Lula alerta que IA sem regulação ameaça democracia e amplia
TL;DR
Lula afirmou que a falta de regulação da IA pode ameaçar a democracia e aumentar desigualdades. Líderes globais defendem regras para acesso justo à tecnologia.
Lead
O presidente Lula afirmou nesta segunda-feira, 19 de fevereiro de 2026, durante a Cúpula Mundial de Inteligência Artificial em Nova Délhi, Índia, que a falta de regulação da inteligência artificial (IA) pode representar uma ameaça à democracia e aprofundar desigualdades sociais. O evento reuniu líderes como Narendra Modi (Índia), Emmanuel Macron (França) e António Guterres (ONU), que também defenderam regras para garantir o acesso seguro e justo à tecnologia.
Seção de Desenvolvimento
Lula destacou que a rápida expansão da IA — sistemas capazes de executar tarefas que normalmente exigem inteligência humana, como análise de dados, tomada de decisões e criação de textos — pode agravar desigualdades existentes se não houver políticas públicas que assegurem seu uso responsável. Segundo o presidente, sem regulação internacional, países e grupos menos favorecidos podem ficar ainda mais distantes dos benefícios econômicos e sociais proporcionados pela tecnologia.
O debate foi pautado por preocupações com o uso indevido da IA em manipulação de informações, vigilância em massa e automação de empregos, temas que vêm ganhando destaque globalmente. Lula argumentou que, sem diretrizes claras, algoritmos podem perpetuar vieses e discriminar minorias, além de criar barreiras para o acesso de populações vulneráveis a serviços essenciais baseados em IA, como saúde e educação.

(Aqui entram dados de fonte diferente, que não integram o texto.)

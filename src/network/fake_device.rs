//! In-process stand-in for a PH803-W device, used by the session tests

use std::collections::HashMap;
use std::future;
use std::net::SocketAddr;
use std::sync::atomic::{AtomicUsize, Ordering};
use std::sync::{Arc, Mutex};
use std::time::Duration;

use bytes::BytesMut;
use tokio::io::{AsyncReadExt, AsyncWriteExt};
use tokio::net::{TcpListener, TcpStream};
use tokio::sync::broadcast;
use tokio::task::JoinHandle;
use tokio::time::{interval, sleep, timeout, Interval};

use crate::core::DeviceConfig;
use crate::protocol::{decode_frame, Frame};

const PASSCODE: &[u8] = b"IPQRSTUVWX";
const PASSCODE_REPLY: &str = "000000030f000007000a49505152535455565758";
const LOGIN_OK: &str = "000000030400000900";
const LOGIN_FAILED: &str = "000000030400000901";
const PONG: &str = "0000000303000016";
const TELEMETRY: &str = "000000030d000091030302dc089d00000000";

pub(crate) fn hex(s: &str) -> Vec<u8> {
    (0..s.len())
        .step_by(2)
        .map(|i| u8::from_str_radix(&s[i..i + 2], 16).unwrap())
        .collect()
}

/// Behavior knobs of the fake device
#[derive(Debug, Clone)]
pub(crate) struct FakeDeviceOptions {
    /// Reply to pings with pongs
    pub answer_pings: bool,
    /// Push telemetry on this interval, unprompted
    pub push_interval: Option<Duration>,
    /// Delay before answering a telemetry request
    pub telemetry_delay: Duration,
}

impl Default for FakeDeviceOptions {
    fn default() -> Self {
        FakeDeviceOptions {
            answer_pings: true,
            push_interval: None,
            telemetry_delay: Duration::ZERO,
        }
    }
}

#[derive(Default)]
struct Stats {
    connections: AtomicUsize,
    pings: AtomicUsize,
    requests: Mutex<HashMap<u8, usize>>,
}

pub(crate) struct FakeDevice {
    addr: SocketAddr,
    stats: Arc<Stats>,
    kick: broadcast::Sender<()>,
    acceptor: JoinHandle<()>,
}

impl FakeDevice {
    pub(crate) async fn start() -> Self {
        Self::start_with(FakeDeviceOptions::default()).await
    }

    pub(crate) async fn start_with(options: FakeDeviceOptions) -> Self {
        let listener = TcpListener::bind("127.0.0.1:0").await.unwrap();
        let addr = listener.local_addr().unwrap();
        let stats = Arc::new(Stats::default());
        let (kick, _) = broadcast::channel(4);

        let acceptor = tokio::spawn({
            let stats = stats.clone();
            let kick = kick.clone();
            async move {
                while let Ok((stream, _)) = listener.accept().await {
                    let kicked = kick.subscribe();
                    stats.connections.fetch_add(1, Ordering::SeqCst);
                    tokio::spawn(serve(stream, options.clone(), stats.clone(), kicked));
                }
            }
        });

        FakeDevice {
            addr,
            stats,
            kick,
            acceptor,
        }
    }

    /// Session config pointing at this fake device
    pub(crate) fn config(&self) -> DeviceConfig {
        DeviceConfig {
            port: self.addr.port(),
            ..DeviceConfig::new(self.addr.ip().to_string())
        }
    }

    pub(crate) fn connections(&self) -> usize {
        self.stats.connections.load(Ordering::SeqCst)
    }

    pub(crate) fn pings(&self) -> usize {
        self.stats.pings.load(Ordering::SeqCst)
    }

    pub(crate) fn requests_of(&self, message_type: u8) -> usize {
        let requests = self.stats.requests.lock().unwrap();
        requests.get(&message_type).copied().unwrap_or(0)
    }

    /// Waits until `count` connections have been accepted
    pub(crate) async fn wait_connections(&self, count: usize) {
        timeout(Duration::from_secs(3), async {
            while self.connections() < count {
                sleep(Duration::from_millis(5)).await;
            }
        })
        .await
        .expect("fake device did not see enough connections");
    }

    /// Drops every open connection from the device side
    pub(crate) fn kick_all(&self) {
        let _ = self.kick.send(());
    }
}

impl Drop for FakeDevice {
    fn drop(&mut self) {
        self.acceptor.abort();
        self.kick_all();
    }
}

async fn serve(
    mut stream: TcpStream,
    options: FakeDeviceOptions,
    stats: Arc<Stats>,
    mut kicked: broadcast::Receiver<()>,
) {
    let mut buf = BytesMut::with_capacity(1024);
    let mut push = options.push_interval.map(interval);

    loop {
        tokio::select! {
            _ = kicked.recv() => return,

            _ = tick(&mut push) => {
                if stream.write_all(&hex(TELEMETRY)).await.is_err() {
                    return;
                }
            }

            read = stream.read_buf(&mut buf) => {
                match read {
                    Ok(0) | Err(_) => return,
                    Ok(_) => {}
                }
                while let Ok(Some(frame)) = decode_frame(&mut buf) {
                    if frame.message_type == 0x90 && !options.telemetry_delay.is_zero() {
                        sleep(options.telemetry_delay).await;
                    }
                    let Some(reply) = reply_to(&frame, &options, &stats) else {
                        continue;
                    };
                    if stream.write_all(&reply).await.is_err() {
                        return;
                    }
                }
            }
        }
    }
}

fn reply_to(frame: &Frame, options: &FakeDeviceOptions, stats: &Stats) -> Option<Vec<u8>> {
    *stats
        .requests
        .lock()
        .unwrap()
        .entry(frame.message_type)
        .or_default() += 1;

    match frame.message_type {
        0x06 => Some(hex(PASSCODE_REPLY)),
        0x08 => {
            let passcode = frame.payload.get(2..).unwrap_or_default();
            let reply = match passcode {
                PASSCODE => hex(LOGIN_OK),
                b"BADHEADER" => hex("000000040400000900"),
                b"SHORTLENGTH" => hex("000000030f00000900"),
                b"BADDATA" => hex("00000003040000ff00"),
                b"DOTHESPLIT" => [hex(LOGIN_OK), hex(TELEMETRY)].concat(),
                b"SILENT" => return None,
                _ => hex(LOGIN_FAILED),
            };
            Some(reply)
        }
        0x15 => {
            stats.pings.fetch_add(1, Ordering::SeqCst);
            options.answer_pings.then(|| hex(PONG))
        }
        0x90 => Some(hex(TELEMETRY)),
        _ => None,
    }
}

async fn tick(push: &mut Option<Interval>) {
    match push {
        Some(push) => {
            push.tick().await;
        }
        None => future::pending().await,
    }
}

Durante a cúpula, Macron e Modi reforçaram o apelo por um marco regulatório global, alinhando-se à preocupação brasileira. António Guterres, secretário-geral da ONU, defendeu a criação de um órgão internacional para supervisionar o desenvolvimento da IA, inspirado em instituições como a Agência Internacional de Energia Atômica.
O Brasil tem se posicionado como defensor do acesso universal à tecnologia, destacando a importância de políticas de inclusão digital e proteção de dados. Lula enfatizou que o tema precisa ser tratado como prioridade nos fóruns multilaterais, para evitar a concentração de poder tecnológico em grandes corporações e países desenvolvidos.
Desdobramentos e Perspectivas
A discussão na Índia ocorre em um momento em que governos da União Europeia, Estados Unidos e China já avançam com propostas de regulação da IA, como a Lei de IA da União Europeia, aprovada recentemente. O Brasil tem projetos em tramitação no Congresso Nacional para criar regras específicas para o setor, mas enfrenta desafios de alinhamento entre interesses de empresas de tecnologia e defesa de direitos civis.
A expectativa é que a cúpula reforce a urgência da cooperação internacional para evitar riscos como manipulação de eleições, disseminação de desinformação e aumento do desemprego por automação. A proposta de criação de uma entidade global para a IA deve ganhar força nas próximas reuniões do G20 e da ONU.
O principal alerta deixado por Lula é que, sem regulação, a inteligência artificial pode ampliar divisões sociais já existentes e ameaçar pilares democráticos. A definição de regras claras é vista como passo essencial para garantir que os avanços tecnológicos beneficiem toda a sociedade, e não apenas uma minoria.
Conteudo selecionado e editado com assistencia de IA. Fontes originais referenciadas acima.